Anabolic-Androgenic Steroids (AAS) are a class of synthetic therapeutic agents derived from the endogenous male sex hormone, testosterone. They are designed to elicit both anabolic effects, promoting skeletal muscle growth and protein synthesis, and androgenic effects, which stimulate the development and maintenance of male secondary sexual characteristics. Clinical use is restricted to treating specific conditions like hypogonadism or muscle wasting, due to their potent and often detrimental effects on the endocrine system.
Origin
The development of AAS compounds began in the 1930s, following the successful isolation and synthesis of natural testosterone, with early research focused on their therapeutic potential for treating debilitating conditions.

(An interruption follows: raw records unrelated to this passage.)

//! Amount type for handling monetary values that may arrive as numbers or as text.
//!
//! This module provides the `Amount` type which wraps `Decimal`. Every value that enters the
//! program, whether typed by the user or read back from storage, passes through
//! [`Amount::coerce`] or the `Deserialize` impl, so an `Amount` held in memory is always numeric.

use rust_decimal::Decimal;
use serde::{Deserialize, Deserializer, Serialize, Serializer};
use std::error::Error;
use std::fmt;
use std::fmt::{Debug, Display, Formatter};
use std::iter::Sum;
use std::ops::{Add, AddAssign, Sub};
use std::str::FromStr;

/// Represents a monetary amount.
///
/// Amounts are displayed with exactly two decimal places and serialized as JSON numbers carrying
/// every stored digit. Arithmetic saturates at the bounds of `Decimal` instead of panicking.
///
/// # Examples
///
/// Parsing user input:
/// ```
/// # use finance_tracker::model::Amount;
/// # use std::str::FromStr;
/// let amount = Amount::from_str(" 1,200.5 ").unwrap();
/// assert_eq!(amount.to_string(), "1200.50");
/// ```
///
/// Blank or non-numeric input does not coerce:
/// ```
/// # use finance_tracker::model::Amount;
/// assert!(Amount::coerce("").is_none());
/// assert!(Amount::coerce("abc").is_none());
/// ```
#[derive(Debug, Clone, Copy, PartialEq, Eq, PartialOrd, Ord, Hash, Default)]
pub struct Amount(Decimal);

impl Amount {
    pub const ZERO: Amount = Amount(Decimal::ZERO);

    /// The largest magnitude accepted from user input: one quadrillion.
    pub const MAX: Amount = Amount(Decimal::from_parts(2_764_472_320, 232_830, 0, false, 0));

    /// Creates a new Amount from a Decimal value.
    pub const fn new(value: Decimal) -> Self {
        Self(value)
    }

    /// Returns the underlying Decimal value.
    pub fn value(&self) -> Decimal {
        self.0
    }

    /// Returns true if the amount is zero.
    pub fn is_zero(&self) -> bool {
        self.0.is_zero()
    }

    /// Returns true if the amount is positive.
    pub fn is_positive(&self) -> bool {
        !self.is_zero() && self.0.is_sign_positive()
    }

    /// Returns true if the amount is negative.
    pub fn is_negative(&self) -> bool {
        !self.is_zero() && self.0.is_sign_negative()
    }

    /// Returns true if the magnitude of the amount does not exceed `Amount::MAX`.
    pub fn is_within_limit(&self) -> bool {
        self.0.abs() <= Self::MAX.0
    }

    /// Turns raw text into an `Amount`. Returns `None` when the text is blank or is not a number.
    pub fn coerce(raw: &str) -> Option<Amount> {
        if raw.trim().is_empty() {
            return None;
        }
        Amount::from_str(raw).ok()
    }

    /// The percentage that `self` represents of `whole`. A zero `whole` yields zero rather than an
    /// undefined value, as does a result too large to represent.
    pub fn percent_of(&self, whole: Amount) -> Decimal {
        if whole.is_zero() {
            return Decimal::ZERO;
        }
        self.0
            .checked_mul(Decimal::ONE_HUNDRED)
            .and_then(|scaled| scaled.checked_div(whole.0))
            .unwrap_or(Decimal::ZERO)
    }
}

/// An error that can occur when parsing strings into `Amount` values.
pub struct AmountError(rust_decimal::Error);

impl Debug for AmountError {
    fn fmt(&self, f: &mut Formatter<'_>) -> fmt::Result {
        Debug::fmt(&self.0, f)
    }
}

impl Display for AmountError {
    fn fmt(&self, f: &mut Formatter<'_>) -> fmt::Result {
        Display::fmt(&self.0, f)
    }
}

impl std::error::Error for AmountError {
    fn source(&self) -> Option<&(dyn Error + 'static)> {
        Some(&self.0)
    }
}

impl FromStr for Amount {
    type Err = AmountError;

    fn from_str(s: &str) -> Result<Self, Self::Err> {
        let trimmed = s.trim();

        // Handle empty string
        if trimmed.is_empty() {
            return Ok(Amount::default());
        }

        // Remove commas (thousand separators)
        let without_commas = trimmed.replace(',', "");

        let value = Decimal::from_str(&without_commas)
            .or_else(|_| Decimal::from_scientific(&without_commas))
            .map_err(AmountError)?;
        Ok(Amount(value))
    }
}

impl Display for Amount {
    fn fmt(&self, f: &mut Formatter<'_>) -> fmt::Result {
        write!(f, "{:.2}", self.0)
    }
}

impl Serialize for Amount {
    fn serialize<S>(&self, serializer: S) -> Result<S::Ok, S::Error>
    where
        S: Serializer,
    {
        use serde::ser::Error as _;
        let number = serde_json::Number::from_str(&self.0.normalize().to_string())
            .map_err(|e| S::Error::custom(format!("amount {} is not a number: {e}", self.0)))?;
        number.serialize(serializer)
    }
}

/// Stored amounts may have been written as numbers or as numeric-looking strings.
#[derive(Deserialize)]
#[serde(untagged)]
enum StoredAmount {
    Number(serde_json::Number),
    Text(String),
}

impl<'de> Deserialize<'de> for Amount {
    fn deserialize<D>(deserializer: D) -> Result<Self, D::Error>
    where
        D: Deserializer<'de>,
    {
        let text = match Option::<StoredAmount>::deserialize(deserializer)? {
            None => return Ok(Amount::ZERO),
            Some(StoredAmount::Number(n)) => n.to_string(),
            Some(StoredAmount::Text(s)) => s,
        };
        Amount::from_str(&text).map_err(serde::de::Error::custom)
    }
}

impl From<Decimal> for Amount {
    fn from(value: Decimal) -> Self {
        Amount::new(value)
    }
}

impl From<Amount> for Decimal {
    fn from(amount: Amount) -> Self {
        amount.value()
    }
}

impl From<i64> for Amount {
    fn from(value: i64) -> Self {
        Amount(Decimal::from(value))
    }
}

impl Add for Amount {
    type Output = Amount;

    fn add(self, rhs: Amount) -> Amount {
        Amount(self.0.saturating_add(rhs.0))
    }
}

impl AddAssign for Amount {
    fn add_assign(&mut self, rhs: Amount) {
        self.0 = self.0.saturating_add(rhs.0);
    }
}

impl Sub for Amount {
    type Output = Amount;

    fn sub(self, rhs: Amount) -> Amount {
        Amount(self.0.saturating_sub(rhs.0))
    }
}

impl Sum for Amount {
    fn sum<I: Iterator<Item = Amount>>(iter: I) -> Self {
        iter.fold(Amount::ZERO, Add::add)
    }
}

impl<'a> Sum<&'a Amount> for Amount {
    fn sum<I: Iterator<Item = &'a Amount>>(iter: I) -> Self {
        iter.copied().sum()
    }
}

The compound term is a direct reflection of their dual physiological actions: anabole (building up) and andros (man) and genes (producing). The pharmacological pursuit was to maximize the desirable anabolic properties while minimizing the less desired androgenic effects.
Mechanism
AAS molecules operate by readily diffusing across the cell membrane to bind with high affinity to intracellular androgen receptors (AR) present in target tissues such as muscle, bone, and reproductive organs. The resulting hormone-receptor complex translocates to the nucleus, where it directly interacts with DNA to modulate gene transcription. This genomic mechanism increases protein synthesis and nitrogen retention, leading to the characteristic hypertrophy and increased muscle mass.